Janich comes from Lodz. She was born here 24 years ago, but she grew up in South Africa and graduated from college in New York. She does photographs, films, performances and installations. Her work was presented on four continents already. Now she returns to her hometown through art.
I conceived Bits and Pieces during a recent stroll through Baluty - she recalls. I dedicate it to child workers of the gheto, who died here of hunger and exhaustion. The Lodz ghetto is unique in this way - its babies didn't even make it to the crematoria. I want to remind people of what happened here before life went on after the war. These children have no graves nor families to remember them.
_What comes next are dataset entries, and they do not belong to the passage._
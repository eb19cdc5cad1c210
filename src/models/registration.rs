//! Registration payloads and receipts.

use crate::normalize::{format_date_yyyy_mm_dd, normalize_phone};
use serde::{Deserialize, Serialize};

/// A member registration as supplied by the caller.
///
/// Field values are taken as typed by the user; the canonical wire form
/// (normalized phone, ISO date of birth, absent optionals omitted) is built
/// per call via [`RegisterMemberRequest`]. The payload has no identity
/// beyond the call that uses it.
#[derive(Debug, Clone, Serialize, Deserialize, PartialEq)]
pub struct MemberRegistration {
    /// Full legal name
    pub full_name: String,

    /// Phone number in any loosely formatted shape
    pub phone_number: String,

    /// Desired login username
    pub username: String,

    /// Plaintext password (the portal hashes it server-side)
    pub password: String,

    /// Email address
    #[serde(default, skip_serializing_if = "Option::is_none")]
    pub email: Option<String>,

    /// Date of birth in any parseable form
    #[serde(default, skip_serializing_if = "Option::is_none")]
    pub date_of_birth: Option<String>,

    /// Gender
    #[serde(default, skip_serializing_if = "Option::is_none")]
    pub gender: Option<String>,

    /// County and sub-county, comma separated
    #[serde(default, skip_serializing_if = "Option::is_none")]
    pub county_sub_county: Option<String>,
}

/// Canonical wire body for `POST /api/auth/register`.
///
/// Built fresh from a [`MemberRegistration`] for each request. Optional
/// fields that are absent (or empty) in the input are omitted from the
/// body entirely, never sent as `null`.
#[derive(Debug, Clone, Serialize, PartialEq)]
pub struct RegisterMemberRequest {
    pub full_name: String,

    /// Always present; `null` when the raw input had nothing to normalize.
    pub phone_number: Option<String>,

    pub username: String,

    pub password: String,

    #[serde(skip_serializing_if = "Option::is_none")]
    pub email: Option<String>,

    #[serde(skip_serializing_if = "Option::is_none")]
    pub date_of_birth: Option<String>,

    #[serde(skip_serializing_if = "Option::is_none")]
    pub gender: Option<String>,

    #[serde(skip_serializing_if = "Option::is_none")]
    pub county_sub_county: Option<String>,
}

impl From<&MemberRegistration> for RegisterMemberRequest {
    fn from(registration: &MemberRegistration) -> Self {
        Self {
            full_name: registration.full_name.clone(),
            phone_number: normalize_phone(&registration.phone_number),
            username: registration.username.clone(),
            password: registration.password.clone(),
            email: registration.email.clone().filter(|email| !email.is_empty()),
            date_of_birth: registration
                .date_of_birth
                .as_deref()
                .and_then(format_date_yyyy_mm_dd),
            gender: registration
                .gender
                .clone()
                .filter(|gender| !gender.is_empty()),
            county_sub_county: registration
                .county_sub_county
                .clone()
                .filter(|county| !county.is_empty()),
        }
    }
}

/// A champion self-registration as supplied by the caller.
///
/// The portal accepts many optional fields here (alternative phone,
/// emergency contacts, education, institution consent). Rather than
/// enumerate them all, unknown fields are carried in `extra` and pass
/// through to the wire unchanged; only `phone_number` and `date_of_birth`
/// receive normalization overlays when the request is sent.
#[derive(Debug, Clone, Serialize, Deserialize, PartialEq, Default)]
#[serde(default)]
pub struct ChampionRegistration {
    /// Full legal name
    pub full_name: String,

    /// Gender
    pub gender: String,

    /// Date of birth in any parseable form
    pub date_of_birth: String,

    /// Phone number in any loosely formatted shape
    pub phone_number: String,

    /// Email address
    pub email: String,

    /// County and sub-county, comma separated
    pub county_sub_county: String,

    /// Whether the champion consented to registration
    pub consent_obtained: bool,

    /// Any further caller-supplied fields, forwarded verbatim
    #[serde(flatten)]
    pub extra: serde_json::Map<String, serde_json::Value>,
}

/// Typed view of the `POST /api/auth/register` response body.
///
/// The client never enforces this shape; callers may deserialize the
/// returned JSON into it when the request succeeded.
#[derive(Debug, Clone, Deserialize, PartialEq, Default)]
#[serde(default)]
pub struct MemberRegistrationReceipt {
    pub message: String,
    pub registration_id: Option<i64>,
    pub status: Option<String>,
}

/// Typed view of the `POST /api/champions/register` response body.
#[derive(Debug, Clone, Deserialize, PartialEq, Default)]
#[serde(default)]
pub struct ChampionRegistrationReceipt {
    pub success: bool,
    pub message: Option<String>,
    /// Code in the `UMV-YYYY-NNNNNN` format, needed for all future interactions
    pub champion_code: Option<String>,
    pub champion_id: Option<i64>,
}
The facade of the 35 Lagiewnicka St hospital will be covered with sleepers, the one at 14 Franciszkanska St- with pink doll dresses, and the one at 77 Drewnowska St - with white earmuffs.
The effect is mind-boggling. Passers-by stop and exchange remarks on the piece. Memory is coming back. I don't want to account for history, attribute guilt or glorify the victim, Janich says. I want to recall the memory of harsh times which the inhabitants of Baluty took with honor. It was here that I, as a six-year-old, dragged my mother to the kiosk to buy the Bits and Pieces children magazine. My tiny, unskilled hands made little dresses. Weird replicas of my mother's clothes. Recalling reality, but unreal, just like the world of the children of the ghetto. It would be a fraud of reality to allow the memory of these kids to fade away.
Agnes Janich's project is part of the Meetings with Cultural Diversity The Faces of Lodz and is organized by the Wschodnia Gallery and the Bureau of Promotion, Tourism and International Cooperation of the City of Lodz.